There is a great article with more detail here.
Being able to enumerate the features is more useful than trying to define the term itself, as people will use the term "functional programming" in a variety of contexts with many shades of meaning across a continuum, whereas the individual features have individually crisper definitions that are more universally agreed upon.
Below are the features that come to mind. Most people use the term "functional programming" to refer to some subset of those features (the most common/important ones being "purity" and "higher-order functions").
FP features:
Purity (a.k.a. immutability, eschewing side-effects, referential transparency)
Higher-order functions (e.g. pass a function as a parameter, return it as a result, define anonymous function on the fly as a lambda expression)
Laziness (a.k.a. non-strict evaluation, most useful/usable when coupled with purity)
Algebraic data types and pattern matching
Closures
Currying / partial application
Parametric polymorphism (a.k.a. generics)
Recursion (more prominent as a result of purity)
Programming with expressions rather than statements (again, from purity)
...
The more features from the above list you are using, the more likely someone will label what you are doing "functional programming" (and the first two features--purity and higher-order functions--are probably worth the most extra bonus points towards your "FP score").
I have to add that functional programming tends to also abstract control structures of your program as well as the domain - e.g., you no longer do a 'for loop' on some list of things, but you 'map' it with some function to produce the output.
i think functional programming is a state of mind as well as the definition given above.
There are two separate definitions:
The older definition (first-class functions) has been given by Chris Conway.
The newer definition (avoiding side effects like mutation) has been given by John Stauffer. This is more generally known as purely functional programming.
This is a source of much confusion...
It's like drawing a picture by using vectors instead of bitmaps - tell the painter how to change the picture instead of what the picture looks like at each step.

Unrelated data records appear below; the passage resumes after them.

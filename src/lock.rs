//! Locked, atomic file writes for the zen data directory.
//!
//! - Writers take an exclusive fs2 lock on `<file>.lock` for the duration
//!   of a write, so two zen processes never interleave.
//! - Data goes to a temp file in the same directory and is renamed over
//!   the target: a reader sees the old file or the new one, never half.

use std::fs::{self, File, OpenOptions};
use std::io::{self, Write};
use std::path::{Path, PathBuf};
use std::time::{Duration, Instant};

use fs2::FileExt;
use tempfile::NamedTempFile;

use crate::error::{Error, Result};

pub const DEFAULT_LOCK_TIMEOUT_MS: u64 = 5000;

const LOCK_RETRY_INTERVAL_MS: u64 = 25;

fn is_lock_contended(err: &io::Error) -> bool {
    if err.kind() == io::ErrorKind::WouldBlock {
        return true;
    }

    // Windows reports sharing violations instead of WouldBlock.
    #[cfg(windows)]
    {
        matches!(err.raw_os_error(), Some(32) | Some(33))
    }
    #[cfg(not(windows))]
    {
        false
    }
}

fn open_lock_file(path: &Path) -> Result<File> {
    if let Some(parent) = path.parent() {
        fs::create_dir_all(parent)?;
    }
    Ok(OpenOptions::new()
        .read(true)
        .write(true)
        .create(true)
        .truncate(false)
        .open(path)?)
}

/// Exclusive lock guard, released on drop.
pub struct FileLock {
    file: File,
}

impl FileLock {
    /// Wait up to `timeout_ms` for the lock, then give up with `LockFailed`.
    pub fn acquire(path: impl AsRef<Path>, timeout_ms: u64) -> Result<Self> {
        let path = path.as_ref();
        let start = Instant::now();
        let timeout = Duration::from_millis(timeout_ms);
        loop {
            if let Some(lock) = Self::try_acquire(path)? {
                return Ok(lock);
            }
            if start.elapsed() >= timeout {
                return Err(Error::LockFailed(path.to_path_buf()));
            }
            std::thread::sleep(Duration::from_millis(LOCK_RETRY_INTERVAL_MS));
        }
    }

    /// `Ok(None)` when another holder has it.
    pub fn try_acquire(path: impl AsRef<Path>) -> Result<Option<Self>> {
        let path = path.as_ref();
        let file = open_lock_file(path)?;
        match file.try_lock_exclusive() {
            Ok(()) => Ok(Some(FileLock { file })),
            Err(e) if is_lock_contended(&e) => Ok(None),
            Err(e) => Err(Error::Io(e)),
        }
    }
}

impl Drop for FileLock {
    fn drop(&mut self) {
        let _ = self.file.unlock();
    }
}

pub fn lock_path_for(path: &Path) -> PathBuf {
    PathBuf::from(format!("{}.lock", path.display()))
}

/// Write through a temp file in the target's directory, then rename.
/// Takes no lock.
pub fn write_atomic(path: impl AsRef<Path>, data: &[u8]) -> Result<()> {
    let path = path.as_ref();
    let dir = match path.parent() {
        Some(parent) if !parent.as_os_str().is_empty() => parent,
        _ => Path::new("."),
    };
    fs::create_dir_all(dir)?;

    let mut temp = NamedTempFile::new_in(dir)?;
    temp.write_all(data)?;
    temp.as_file().sync_all()?;
    temp.persist(path).map_err(|err| Error::Io(err.error))?;
    Ok(())
}

pub fn write_atomic_locked(path: impl AsRef<Path>, data: &[u8], timeout_ms: u64) -> Result<()> {
    let path = path.as_ref();
    let _lock = FileLock::acquire(lock_path_for(path), timeout_ms)?;
    write_atomic(path, data)
}

/// Read `path` under its lock. A missing file reads as `None`.
pub fn read_locked_str(path: impl AsRef<Path>, timeout_ms: u64) -> Result<Option<String>> {
    let path = path.as_ref();
    let _lock = FileLock::acquire(lock_path_for(path), timeout_ms)?;
    match fs::read_to_string(path) {
        Ok(text) => Ok(Some(text)),
        Err(err) if err.kind() == io::ErrorKind::NotFound => Ok(None),
        Err(err) => Err(Error::Io(err)),
    }
}

#[cfg(test)]
mod tests {
    use super::*;
    use std::sync::{Arc, Barrier};
    use std::thread;
    use tempfile::TempDir;

    #[test]
    fn second_holder_is_refused_until_release() {
        let temp_dir = TempDir::new().unwrap();
        let lock_path = temp_dir.path().join("zen-db.json.lock");

        let lock = FileLock::acquire(&lock_path, 1000).unwrap();
        assert!(FileLock::try_acquire(&lock_path).unwrap().is_none());

        drop(lock);
        assert!(FileLock::try_acquire(&lock_path).unwrap().is_some());
    }

    #[test]
    fn timeout_returns_lock_failed() {
        let temp_dir = TempDir::new().unwrap();
        let lock_path = temp_dir.path().join("busy.lock");

        let _held = FileLock::acquire(&lock_path, 1000).unwrap();
        let result = FileLock::acquire(&lock_path, 50);
        assert!(matches!(result, Err(Error::LockFailed(_))));
    }

    #[test]
    fn atomic_write_replaces_contents() {
        let temp_dir = TempDir::new().unwrap();
        let path = temp_dir.path().join("nested").join("zen-db.json");

        write_atomic(&path, b"[]").unwrap();
        write_atomic(&path, b"[{\"id\":1}]").unwrap();
        assert_eq!(fs::read_to_string(&path).unwrap(), "[{\"id\":1}]");

        let leftovers: Vec<_> = fs::read_dir(path.parent().unwrap())
            .unwrap()
            .filter_map(|entry| entry.ok())
            .filter(|entry| entry.file_name() != "zen-db.json")
            .collect();
        assert!(leftovers.is_empty());
    }

    #[test]
    fn missing_file_reads_as_none() {
        let temp_dir = TempDir::new().unwrap();
        let path = temp_dir.path().join("absent.json");
        assert!(read_locked_str(&path, 1000).unwrap().is_none());

        write_atomic_locked(&path, b"{}", 1000).unwrap();
        assert_eq!(read_locked_str(&path, 1000).unwrap().as_deref(), Some("{}"));
    }

    #[test]
    fn concurrent_locked_writes_leave_one_whole_payload() {
        let temp_dir = TempDir::new().unwrap();
        let path = temp_dir.path().join("zen-db.json");

        let threads = 8;
        let barrier = Arc::new(Barrier::new(threads));
        let mut handles = Vec::with_capacity(threads);
        let mut expected = Vec::with_capacity(threads);
        for idx in 0..threads {
            let barrier = Arc::clone(&barrier);
            let path = path.clone();
            let payload = format!("[{{\"id\":{idx},\"name\":\"{}\"}}]", "x".repeat(64));
            expected.push(payload.clone());
            handles.push(thread::spawn(move || {
                barrier.wait();
                write_atomic_locked(&path, payload.as_bytes(), 2000).unwrap();
            }));
        }
        for handle in handles {
            handle.join().unwrap();
        }

        let contents = fs::read_to_string(&path).unwrap();
        assert!(expected.contains(&contents));
    }
}
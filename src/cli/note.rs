//! zen note command implementations.

use chrono::{DateTime, Utc};
use serde::Serialize;

use super::{note_kind, resolve_project, Context, NoteCommands};
use crate::error::{Error, Result};
use crate::model::{NoteItem, NoteKind};
use crate::output::{emit_success, HumanOutput};

#[derive(Serialize)]
struct NoteOutput {
    project_id: u64,
    kind: NoteKind,
    note: NoteItem,
}

#[derive(Serialize)]
struct NoteListOutput<'a> {
    project_id: u64,
    kind: NoteKind,
    notes: &'a [NoteItem],
}

fn label(kind: NoteKind) -> &'static str {
    match kind {
        NoteKind::Note => "note",
        NoteKind::Account => "account note",
    }
}

fn missing(note_id: u64) -> Error {
    Error::InvalidArgument(format!("note {note_id} not found"))
}

pub fn run(ctx: &mut Context, command: NoteCommands, now: DateTime<Utc>) -> Result<()> {
    match command {
        NoteCommands::Add {
            project,
            content,
            account,
        } => {
            let kind = note_kind(account);
            let project_id = resolve_project(&ctx.session, &project)?;
            let note = ctx
                .session
                .add_note(project_id, kind, &content, now)
                .ok_or_else(|| Error::InvalidArgument("note cannot be empty".to_string()))?;

            let mut human = HumanOutput::new(format!("Added {}", label(kind)));
            human.push_summary("id", note.id.to_string());
            emit_success(
                ctx.output,
                "note add",
                &NoteOutput {
                    project_id,
                    kind,
                    note,
                },
                Some(&human),
            )
        }
        NoteCommands::Edit {
            project,
            note,
            content,
            account,
        } => {
            let kind = note_kind(account);
            let project_id = resolve_project(&ctx.session, &project)?;
            if content.trim().is_empty() {
                return Err(Error::InvalidArgument("note cannot be empty".to_string()));
            }
            if !ctx.session.update_note(project_id, kind, note, &content) {
                return Err(missing(note));
            }
            let item = ctx
                .session
                .store()
                .project(project_id)
                .and_then(|p| p.notes_of(kind).iter().find(|n| n.id == note).cloned())
                .ok_or_else(|| missing(note))?;

            let human = HumanOutput::new(format!("Updated {} {note}", label(kind)));
            emit_success(
                ctx.output,
                "note edit",
                &NoteOutput {
                    project_id,
                    kind,
                    note: item,
                },
                Some(&human),
            )
        }
        NoteCommands::Rm {
            project,
            note,
            account,
        } => {
            let kind = note_kind(account);
            let project_id = resolve_project(&ctx.session, &project)?;
            let item = ctx
                .session
                .delete_note(project_id, kind, note)
                .ok_or_else(|| missing(note))?;

            let human = HumanOutput::new(format!("Deleted {} {note}", label(kind)));
            emit_success(
                ctx.output,
                "note rm",
                &NoteOutput {
                    project_id,
                    kind,
                    note: item,
                },
                Some(&human),
            )
        }
        NoteCommands::List { project, account } => {
            let kind = note_kind(account);
            let project_id = resolve_project(&ctx.session, &project)?;
            let project = ctx
                .session
                .store()
                .project(project_id)
                .ok_or(Error::ProjectNotFound(project_id))?;
            let notes = project.notes_of(kind);

            let mut human = HumanOutput::new(format!("{} for {}", label(kind), project.name));
            human.push_summary("total", notes.len().to_string());
            for item in notes {
                let pin = if item.is_pinned == Some(true) { " (pinned)" } else { "" };
                human.push_detail(format!(
                    "{} [{}]{pin} {}",
                    item.id,
                    item.created_at.format("%Y-%m-%d"),
                    item.content
                ));
            }
            emit_success(
                ctx.output,
                "note list",
                &NoteListOutput {
                    project_id,
                    kind,
                    notes,
                },
                Some(&human),
            )
        }
    }
}
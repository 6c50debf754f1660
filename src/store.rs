//! The entity store: projects owning ordered tasks.
//!
//! Every mutator is a no-op on an absent target and reports that through
//! `Option`/`bool` rather than an error. Callers that need a message for
//! the user (the CLI) turn the absent result into an `Error` themselves.

use std::collections::HashSet;

use chrono::{DateTime, Utc};
use serde::{Deserialize, Serialize};

use crate::gamification::calculate_task_points;
use crate::model::{Comment, Effort, NoteItem, NoteKind, Priority, Project, Task};

/// Allocates opaque ids from the millisecond clock, never repeating.
#[derive(Debug, Clone, Default)]
pub struct IdGen {
    last: u64,
}

impl IdGen {
    /// Seed so that every id handed out is above `max_seen`.
    pub fn seeded(max_seen: u64) -> Self {
        Self { last: max_seen }
    }

    pub fn next(&mut self, now: DateTime<Utc>) -> u64 {
        let millis = u64::try_from(now.timestamp_millis()).unwrap_or(0);
        self.last = millis.max(self.last.saturating_add(1));
        self.last
    }

    pub fn observe(&mut self, id: u64) {
        self.last = self.last.max(id);
    }
}

/// Editable project fields, captured before and after an update.
#[derive(Debug, Clone, PartialEq, Serialize, Deserialize)]
pub struct ProjectFields {
    pub name: String,
    pub priority: Priority,
    pub target_completion_date: Option<DateTime<Utc>>,
}

impl ProjectFields {
    pub fn of(project: &Project) -> Self {
        Self {
            name: project.name.clone(),
            priority: project.priority,
            target_completion_date: project.target_completion_date,
        }
    }
}

/// Editable task fields, captured before and after an update.
#[derive(Debug, Clone, PartialEq, Serialize, Deserialize)]
pub struct TaskFields {
    pub title: String,
    pub priority: Priority,
    pub effort: Effort,
    pub due_date: Option<DateTime<Utc>>,
}

impl TaskFields {
    pub fn of(task: &Task) -> Self {
        Self {
            title: task.title.clone(),
            priority: task.priority,
            effort: task.effort,
            due_date: task.due_date,
        }
    }
}

/// A partial task edit. `due_date: Some(None)` clears the due date.
#[derive(Debug, Clone, Default)]
pub struct TaskPatch {
    pub title: Option<String>,
    pub priority: Option<Priority>,
    pub effort: Option<Effort>,
    pub due_date: Option<Option<DateTime<Utc>>>,
}

impl TaskPatch {
    pub fn is_empty(&self) -> bool {
        self.title.is_none()
            && self.priority.is_none()
            && self.effort.is_none()
            && self.due_date.is_none()
    }

    fn apply_to(&self, fields: &TaskFields) -> TaskFields {
        let mut next = fields.clone();
        if let Some(title) = &self.title {
            next.title = title.trim().to_string();
        }
        if let Some(priority) = self.priority {
            next.priority = priority;
        }
        if let Some(effort) = self.effort {
            next.effort = effort;
        }
        if let Some(due) = self.due_date {
            next.due_date = due;
        }
        next
    }
}

/// Result of flipping a task's completion flag.
#[derive(Debug, Clone, PartialEq)]
pub struct Toggle {
    pub project_id: u64,
    pub task_id: u64,
    pub done: bool,
    pub completed_at: Option<DateTime<Utc>>,
    pub points: u32,
    pub previous_completed_at: Option<DateTime<Utc>>,
    pub previous_points: u32,
}

/// Ordered projects (canonical id order), each owning its ordered tasks.
#[derive(Debug, Clone, Default)]
pub struct EntityStore {
    projects: Vec<Project>,
    ids: IdGen,
}

impl PartialEq for EntityStore {
    fn eq(&self, other: &Self) -> bool {
        self.projects == other.projects
    }
}

impl EntityStore {
    pub fn new() -> Self {
        Self::default()
    }

    /// Build from loaded projects. A repeated id keeps the first record.
    pub fn from_projects(mut projects: Vec<Project>) -> Self {
        projects.sort_by_key(|project| project.id);
        projects.dedup_by_key(|project| project.id);
        let mut ids = IdGen::default();
        for project in &projects {
            ids.observe(project.id);
            for item in project.notes.iter().chain(project.accounts.iter()) {
                ids.observe(item.id);
            }
            for task in &project.tasks {
                ids.observe(task.id);
                for comment in &task.comments {
                    ids.observe(comment.id);
                }
            }
        }
        Self { projects, ids }
    }

    pub fn projects(&self) -> &[Project] {
        &self.projects
    }

    pub fn is_empty(&self) -> bool {
        self.projects.is_empty()
    }

    pub fn project(&self, id: u64) -> Option<&Project> {
        self.projects.iter().find(|project| project.id == id)
    }

    fn project_mut(&mut self, id: u64) -> Option<&mut Project> {
        self.projects.iter_mut().find(|project| project.id == id)
    }

    pub fn task(&self, project_id: u64, task_id: u64) -> Option<&Task> {
        self.project(project_id)?.task(task_id)
    }

    /// Every task paired with its owning project.
    pub fn tasks(&self) -> impl Iterator<Item = (&Project, &Task)> {
        self.projects
            .iter()
            .flat_map(|project| project.tasks.iter().map(move |task| (project, task)))
    }

    // Projects

    pub fn add_project(&mut self, name: &str, priority: Priority, now: DateTime<Utc>) -> Project {
        let id = self.ids.next(now);
        let project = Project::new(id, name.trim(), priority, now);
        self.insert_project(project.clone());
        project
    }

    /// Insert in id order. Returns false when the id is already present.
    pub fn insert_project(&mut self, project: Project) -> bool {
        match self.projects.binary_search_by_key(&project.id, |p| p.id) {
            Ok(_) => false,
            Err(pos) => {
                self.ids.observe(project.id);
                self.projects.insert(pos, project);
                true
            }
        }
    }

    pub fn remove_project(&mut self, id: u64) -> Option<Project> {
        let index = self.projects.iter().position(|project| project.id == id)?;
        Some(self.projects.remove(index))
    }

    pub fn project_fields(&self, id: u64) -> Option<ProjectFields> {
        self.project(id).map(ProjectFields::of)
    }

    pub fn set_project_fields(&mut self, id: u64, fields: &ProjectFields) -> bool {
        self.rename_project(id, &fields.name)
            && self.set_project_priority(id, fields.priority)
            && self.set_target_completion(id, fields.target_completion_date)
    }

    /// Callers trim and reject blank names before they get here.
    pub fn rename_project(&mut self, id: u64, name: &str) -> bool {
        match self.project_mut(id) {
            Some(project) => {
                project.name = name.to_string();
                true
            }
            None => false,
        }
    }

    pub fn set_project_priority(&mut self, id: u64, priority: Priority) -> bool {
        match self.project_mut(id) {
            Some(project) => {
                project.priority = priority;
                true
            }
            None => false,
        }
    }

    pub fn set_target_completion(&mut self, id: u64, target: Option<DateTime<Utc>>) -> bool {
        match self.project_mut(id) {
            Some(project) => {
                project.target_completion_date = target;
                true
            }
            None => false,
        }
    }

    // Tasks

    /// Create a task at the head of the project's list.
    pub fn add_task(
        &mut self,
        project_id: u64,
        title: &str,
        priority: Priority,
        effort: Effort,
        now: DateTime<Utc>,
    ) -> Option<Task> {
        let title = title.trim();
        if title.is_empty() || self.project(project_id).is_none() {
            return None;
        }
        let task = Task::new(self.ids.next(now), title, priority, effort, now);
        let project = self.project_mut(project_id)?;
        project.tasks.insert(0, task.clone());
        Some(task)
    }

    /// Create one task per distinct existing project, each with its own id.
    pub fn add_task_to_many(
        &mut self,
        project_ids: &[u64],
        title: &str,
        priority: Priority,
        effort: Effort,
        now: DateTime<Utc>,
    ) -> Vec<(u64, Task)> {
        let mut seen = HashSet::new();
        let mut created = Vec::new();
        for &project_id in project_ids {
            if !seen.insert(project_id) {
                continue;
            }
            if let Some(task) = self.add_task(project_id, title, priority, effort, now) {
                created.push((project_id, task));
            }
        }
        created
    }

    /// Insert a task at `index` (clamped). Returns false when the project is
    /// missing or already holds a task with that id.
    pub fn insert_task(&mut self, project_id: u64, index: usize, task: Task) -> bool {
        let Some(project) = self.project_mut(project_id) else {
            return false;
        };
        if project.task(task.id).is_some() {
            return false;
        }
        let index = index.min(project.tasks.len());
        project.tasks.insert(index, task);
        true
    }

    /// Remove a task, returning its former index alongside it.
    pub fn delete_task(&mut self, project_id: u64, task_id: u64) -> Option<(usize, Task)> {
        let project = self.project_mut(project_id)?;
        let index = project.task_index(task_id)?;
        Some((index, project.tasks.remove(index)))
    }

    /// Flip completion. Completing stamps `now` and awards points; reopening
    /// clears both.
    pub fn toggle_task(
        &mut self,
        project_id: u64,
        task_id: u64,
        now: DateTime<Utc>,
    ) -> Option<Toggle> {
        let task = self.project_mut(project_id)?.task_mut(task_id)?;
        let previous_completed_at = task.completed_at;
        let previous_points = task.points_earned;
        let done = !task.is_done;
        let (completed_at, points) = if done {
            let points = calculate_task_points(task.priority, task.effort, task.on_time_at(now));
            (Some(now), points)
        } else {
            (None, 0)
        };
        task.set_done(done, completed_at, points);
        Some(Toggle {
            project_id,
            task_id,
            done,
            completed_at,
            points,
            previous_completed_at,
            previous_points,
        })
    }

    pub fn set_task_done(
        &mut self,
        project_id: u64,
        task_id: u64,
        done: bool,
        completed_at: Option<DateTime<Utc>>,
        points: u32,
    ) -> bool {
        match self
            .project_mut(project_id)
            .and_then(|project| project.task_mut(task_id))
        {
            Some(task) => {
                task.set_done(done, completed_at, points);
                true
            }
            None => false,
        }
    }

    /// Move the `active_id` task to where `over_id` sits. Returns the
    /// (from, to) indices, or `None` when nothing moved.
    pub fn reorder_tasks(
        &mut self,
        project_id: u64,
        active_id: u64,
        over_id: u64,
    ) -> Option<(usize, usize)> {
        let project = self.project(project_id)?;
        let from = project.task_index(active_id)?;
        let to = project.task_index(over_id)?;
        if from == to {
            return None;
        }
        self.move_task(project_id, from, to).then_some((from, to))
    }

    pub fn move_task(&mut self, project_id: u64, from: usize, to: usize) -> bool {
        let Some(project) = self.project_mut(project_id) else {
            return false;
        };
        if from >= project.tasks.len() || to >= project.tasks.len() {
            return false;
        }
        let task = project.tasks.remove(from);
        project.tasks.insert(to, task);
        true
    }

    pub fn task_fields(&self, project_id: u64, task_id: u64) -> Option<TaskFields> {
        self.task(project_id, task_id).map(TaskFields::of)
    }

    pub fn set_task_fields(&mut self, project_id: u64, task_id: u64, fields: &TaskFields) -> bool {
        let Some(task) = self
            .project_mut(project_id)
            .and_then(|project| project.task_mut(task_id))
        else {
            return false;
        };
        task.title = fields.title.clone();
        task.priority = fields.priority;
        task.effort = fields.effort;
        task.due_date = fields.due_date;
        true
    }

    /// Apply a patch, returning the fields before and after. Empty titles
    /// and patches that change nothing are no-ops.
    pub fn update_task(
        &mut self,
        project_id: u64,
        task_id: u64,
        patch: &TaskPatch,
    ) -> Option<(TaskFields, TaskFields)> {
        if patch.title.as_deref().is_some_and(|t| t.trim().is_empty()) {
            return None;
        }
        let before = self.task_fields(project_id, task_id)?;
        let after = patch.apply_to(&before);
        if after == before {
            return None;
        }
        self.set_task_fields(project_id, task_id, &after);
        Some((before, after))
    }

    pub fn add_comment(
        &mut self,
        project_id: u64,
        task_id: u64,
        text: &str,
        author: &str,
        now: DateTime<Utc>,
    ) -> Option<Comment> {
        let text = text.trim();
        if text.is_empty() {
            return None;
        }
        self.task(project_id, task_id)?;
        let comment = Comment {
            id: self.ids.next(now),
            text: text.to_string(),
            created_at: now,
            author: author.to_string(),
        };
        let task = self.project_mut(project_id)?.task_mut(task_id)?;
        task.comments.push(comment.clone());
        Some(comment)
    }

    pub fn set_time_spent(&mut self, project_id: u64, task_id: u64, minutes: u32) -> bool {
        match self
            .project_mut(project_id)
            .and_then(|project| project.task_mut(task_id))
        {
            Some(task) => {
                task.time_spent = minutes;
                true
            }
            None => false,
        }
    }

    // Notes and accounts

    pub fn add_note(
        &mut self,
        project_id: u64,
        kind: NoteKind,
        content: &str,
        now: DateTime<Utc>,
    ) -> Option<NoteItem> {
        let content = content.trim();
        if content.is_empty() {
            return None;
        }
        self.project(project_id)?;
        let item = NoteItem {
            id: self.ids.next(now),
            content: content.to_string(),
            created_at: now,
            is_pinned: None,
        };
        self.project_mut(project_id)?
            .notes_of_mut(kind)
            .insert(0, item.clone());
        Some(item)
    }

    pub fn update_note(&mut self, project_id: u64, kind: NoteKind, note_id: u64, content: &str) -> bool {
        let content = content.trim();
        if content.is_empty() {
            return false;
        }
        let Some(project) = self.project_mut(project_id) else {
            return false;
        };
        match project.notes_of_mut(kind).iter_mut().find(|n| n.id == note_id) {
            Some(item) => {
                item.content = content.to_string();
                true
            }
            None => false,
        }
    }

    pub fn delete_note(&mut self, project_id: u64, kind: NoteKind, note_id: u64) -> Option<NoteItem> {
        let notes = self.project_mut(project_id)?.notes_of_mut(kind);
        let index = notes.iter().position(|n| n.id == note_id)?;
        Some(notes.remove(index))
    }
}
//! Focus session tracking.

use chrono::{DateTime, Utc};

use crate::model::FocusSession;
use crate::store::IdGen;

#[derive(Debug, Clone, Default)]
pub struct FocusLog {
    sessions: Vec<FocusSession>,
    ids: IdGen,
}

impl FocusLog {
    pub fn from_sessions(sessions: Vec<FocusSession>) -> Self {
        let max_id = sessions.iter().map(|s| s.id).max().unwrap_or(0);
        Self {
            sessions,
            ids: IdGen::seeded(max_id),
        }
    }

    pub fn sessions(&self) -> &[FocusSession] {
        &self.sessions
    }

    /// The most recently started session that has not ended.
    pub fn active(&self) -> Option<&FocusSession> {
        self.sessions.iter().rev().find(|s| s.end_time.is_none())
    }

    pub fn start(&mut self, project_id: u64, task_id: Option<u64>, now: DateTime<Utc>) -> u64 {
        let id = self.ids.next(now);
        self.sessions.push(FocusSession {
            id,
            project_id,
            task_id,
            start_time: now,
            end_time: None,
            duration: 0,
            was_completed: false,
        });
        id
    }

    /// Close a running session; duration is whole seconds since start.
    /// Sessions that are unknown or already ended are left alone.
    pub fn end(&mut self, id: u64, completed: bool, now: DateTime<Utc>) -> Option<&FocusSession> {
        let session = self
            .sessions
            .iter_mut()
            .find(|s| s.id == id && s.end_time.is_none())?;
        let elapsed = (now - session.start_time).num_seconds().max(0);
        session.end_time = Some(now);
        session.duration = elapsed as u64;
        session.was_completed = completed;
        Some(session)
    }
}
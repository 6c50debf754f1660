//! zen export command implementation.

use std::path::PathBuf;

use chrono::{DateTime, Utc};
use serde::Serialize;

use super::Context;
use crate::error::Result;
use crate::output::{emit_success, HumanOutput};
use crate::storage;

#[derive(Serialize)]
struct ExportOutput {
    path: PathBuf,
    projects: usize,
    tasks: usize,
}

pub fn run(ctx: &mut Context, out: Option<PathBuf>, now: DateTime<Utc>) -> Result<()> {
    let dest = match out {
        Some(path) => path,
        None => std::env::current_dir()?,
    };
    let projects = ctx.session.projects();
    let path = storage::export(projects, &dest, now.date_naive())?;

    let output = ExportOutput {
        path,
        projects: projects.len(),
        tasks: projects.iter().map(|p| p.tasks.len()).sum(),
    };
    let mut human = HumanOutput::new(format!("Exported to {}", output.path.display()));
    human.push_summary("clients", output.projects.to_string());
    human.push_summary("tasks", output.tasks.to_string());
    emit_success(ctx.output, "export", &output, Some(&human))
}
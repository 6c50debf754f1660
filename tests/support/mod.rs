#![allow(dead_code)]

use std::fs;
use std::path::{Path, PathBuf};

use assert_cmd::Command;
use serde_json::Value;
use tempfile::TempDir;

/// A throwaway data directory and a `zen` command bound to it.
pub struct TestEnv {
    dir: TempDir,
}

impl TestEnv {
    pub fn new() -> Self {
        Self {
            dir: tempfile::tempdir().expect("failed to create tempdir"),
        }
    }

    pub fn path(&self) -> &Path {
        self.dir.path()
    }

    pub fn zen(&self) -> Command {
        let mut cmd = Command::cargo_bin("zen").expect("binary");
        cmd.arg("--data-dir")
            .arg(self.dir.path())
            .env_remove("RUST_LOG")
            .env_remove("ZEN_DATA_DIR");
        cmd
    }

    /// Run with `--json`, assert success, and return the `data` payload.
    pub fn json(&self, args: &[&str]) -> Value {
        let output = self
            .zen()
            .arg("--json")
            .args(args)
            .output()
            .expect("run zen");
        assert!(
            output.status.success(),
            "zen {args:?} failed: {}{}",
            String::from_utf8_lossy(&output.stdout),
            String::from_utf8_lossy(&output.stderr)
        );
        let envelope: Value = serde_json::from_slice(&output.stdout).expect("json output");
        assert_eq!(envelope["status"], "success");
        envelope["data"].clone()
    }

    pub fn write_file(&self, rel_path: &str, contents: &str) -> std::io::Result<PathBuf> {
        let path = self.dir.path().join(rel_path);
        if let Some(parent) = path.parent() {
            fs::create_dir_all(parent)?;
        }
        fs::write(&path, contents)?;
        Ok(path)
    }

    pub fn db_path(&self) -> PathBuf {
        self.dir.path().join("zen-db.json")
    }

    pub fn read_db(&self) -> Value {
        let text = fs::read_to_string(self.db_path()).expect("read zen-db.json");
        serde_json::from_str(&text).expect("parse zen-db.json")
    }

    pub fn read_kv(&self) -> Value {
        let text = fs::read_to_string(self.dir.path().join("local-storage.json"))
            .expect("read local-storage.json");
        serde_json::from_str(&text).expect("parse local-storage.json")
    }

    /// Add a client and return its id.
    pub fn add_project(&self, name: &str) -> u64 {
        self.json(&["project", "add", name])["id"]
            .as_u64()
            .expect("project id")
    }

    /// Add a task to one client and return its id.
    pub fn add_task(&self, project: u64, title: &str, extra: &[&str]) -> u64 {
        let project = project.to_string();
        let mut args = vec!["task", "add", title, "--project", project.as_str()];
        args.extend_from_slice(extra);
        self.json(&args)["created"][0]["task"]["id"]
            .as_u64()
            .expect("task id")
    }
}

It's application of functions as opposed to changing the state.
I think John Stauffer mostly has the definition. I would also add that you need to be able to pass functions around. Essentially you need high order functions, meaning you can pass functions around easily (although passing blocks is good enough).
For example a very popular functional call is map. It is basically equivalent to
list is some list of items
OutList is some empty list
foreach item in list
OutList.append(function(item))
return OutList
so that code is expressed as map(function, list). The revolutionary concept is that function is a function. Javascript is a great example of a language with high order functions. Basically functions can be treated like a variable and passed into functions or returned from functions. C++ and C have function pointers which can be used similarly. .NET delegates can also be used similarly.
then you can think of all sorts of cool abstractions...
Do you have a function AddItemsInList, MultiplyItemsInList, etc..?
Each function takes (List) and returns a single result
You could create (note, many languages do not allow you to pass + around as a function but it seems the clearest way to express the concept)....
AggregateItemsInList(List, combinefunction, StepFunction)
Increment functions work on indexes...better would be to make them work on list using list operations like next and for incTwo next next if it exists....
function incNormal(x) {
return x + 1
}
function incTwo(x) {
return x + 2
}
AggregateItemsInList(List, +, incNormal)
Want to do every other item?
AggegateItemsInList(List, +, incTwo)
Want to multiply?
AggregateItemsInList(List, *, incNormal)
Want to add exam scores together?
function AddScores (studenta, studentb) {
return studenta.score + studentb.score
}
AggregateItemsInList(ListOfStudents, AddScores, incOne)
High order functions are a very powerful abstraction. Instead of having to write custom methods for numbers, strings, students, etc.. you have one aggregate method that loops through a list of anything and you just have to create the addition operation for each data type.